Automation and control of greenhouse environments have to deal with various uncertainties and disturbances that cannot be entirely modeled by mathematical equations [1, 7, 15, 16, 17]. Adding artificial intelligence to greenhouse automation means that the AI algorithm must coexist with all other pieces of the automation system fluidly, including multiple sensors, physical systems that control devices and actuators. The main justification for designing AI-based automation systems in greenhouse environments such as those that operate with fuzzy logic or neural network algorithms is to shift toward a robust, predictive, and adaptive control command strategies that reduce production costs and improve yield. Artificial intelligence is a computer system that is programmed to present intelligent behavior by perceiving the environment, making decisions, and taking action.
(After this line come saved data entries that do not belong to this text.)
// ===============================
// src/domain.rs
// ===============================
use chrono::{DateTime, Utc};
use rust_decimal::Decimal;
use serde::{Deserialize, Serialize};
use uuid::Uuid;

#[derive(Debug, Clone, Copy, PartialEq, Eq, Serialize, Deserialize)]
#[serde(rename_all = "lowercase")]
pub enum Side { Buy, Sell }
impl Side {
    pub fn as_str(&self) -> &'static str { match self { Side::Buy => "buy", Side::Sell => "sell" } }
}

/// Last emitted crossover signal for an instrument.
#[derive(Debug, Clone, Copy, Default, PartialEq, Eq, Hash, Serialize, Deserialize)]
#[serde(rename_all = "UPPERCASE")]
pub enum SignalKind {
    #[default]
    None,
    Buy,
    Sell,
}

impl SignalKind {
    pub fn as_str(&self) -> &'static str {
        match self { SignalKind::None => "NONE", SignalKind::Buy => "BUY", SignalKind::Sell => "SELL" }
    }
    /// Order side opened on this signal. NONE never opens anything.
    pub fn side(&self) -> Option<Side> {
        match self { SignalKind::Buy => Some(Side::Buy), SignalKind::Sell => Some(Side::Sell), SignalKind::None => None }
    }
}

/// One price level of the book, price at index 0 on the wire.
#[derive(Debug, Clone, Copy, PartialEq, Eq, Serialize, Deserialize)]
pub struct Level { pub price: Decimal, pub size: Decimal }

/// Normalized order-book snapshot as it travels over the relay.
#[derive(Debug, Clone, PartialEq, Serialize, Deserialize)]
pub struct Snapshot {
    pub instrument: String,
    pub event_type: String,
    pub event_time: i64,
    pub bids: Vec<Level>,
    pub asks: Vec<Level>,
    #[serde(default, skip_serializing_if = "Option::is_none")]
    pub latency_id: Option<String>,
}

#[derive(Debug, Clone, Copy, PartialEq, Eq)]
pub struct TopOfBook { pub bid: Decimal, pub ask: Decimal, pub mid: Decimal }

#[derive(Debug, Clone, PartialEq, Eq, Serialize, Deserialize)]
pub struct SnapshotRecord {
    pub event_type: String,
    pub instrument: String,
    pub event_time: i64,
    pub best_bid: Decimal,
    pub best_ask: Decimal,
}

#[derive(Debug, Clone, Copy, PartialEq, Eq, Serialize, Deserialize)]
#[serde(rename_all = "lowercase")]
pub enum OrderStatus { Open, Closed }

#[derive(Debug, Clone, PartialEq, Eq, Serialize, Deserialize)]
pub struct Order {
    pub id: Uuid,
    pub instrument: String,
    pub price: Decimal,
    pub quantity: Decimal,
    pub status: OrderStatus,
    pub side: Side,
    pub created_at: DateTime<Utc>,
    pub updated_at: DateTime<Utc>,
}

impl Order {
    pub fn open(instrument: &str, side: Side, price: Decimal, quantity: Decimal) -> Self {
        let now = Utc::now();
        Self {
            id: Uuid::new_v4(),
            instrument: instrument.to_string(),
            price,
            quantity,
            status: OrderStatus::Open,
            side,
            created_at: now,
            updated_at: now,
        }
    }
}

/// Immutable audit fact, one per emitted signal.
#[derive(Debug, Clone, PartialEq, Eq, Serialize, Deserialize)]
pub struct SignalRecord {
    pub instrument: String,
    #[serde(rename = "type")]
    pub kind: SignalKind,
    pub price: Decimal,
    pub short_average: Decimal,
    pub long_average: Decimal,
    pub reason: String,
    pub timestamp: DateTime<Utc>,
}

/// Journal entries written by the recorder.
#[derive(Debug, Clone, Serialize, Deserialize)]
pub enum Event {
    Snapshot(SnapshotRecord),
    Signal(SignalRecord),
    Order(Order),
    OrderClosed { id: Uuid, instrument: String },
}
AI can contribute to sustainable greenhouse production in different ways such as reducing the electrical energy consumption of the climate control systems, or reducing water and chemical demands for fertigation system. For example, AI algorithms can be implemented for updating microclimate set-points (also known as reference values) depending on a specific crop, growth stages, light conditions, and external variables. These set-points are conventionally created manually by expert growers, or by means of knowledge-based decision support systems such as adaptive management [18] or dynamic assessment [19]. Set-points [6] are the core inputs of the microclimate control system and therefore must be calculated precisely, otherwise production failure and crop loss can occur in a few hours. Results of an experiment with three different tropical greenhouses in the lowlands of Malaysia that are shown in Figure 14 reveal that without proper climate control algorithms, air temperature can reach 37°C or 60°C depending on the structural design and external condition [20, 21].

Figure 14.

Wireless monitoring of microclimate inside three tropical greenhouses with different covering materials (A: net-screen, B: polyethylene film, C: Polycarbonate panels) without proper climate control algorithms showing that air temperature are significantly far from optimal set-points and can exceed 37 °C or 60 °C depending on the structural design and outside condition.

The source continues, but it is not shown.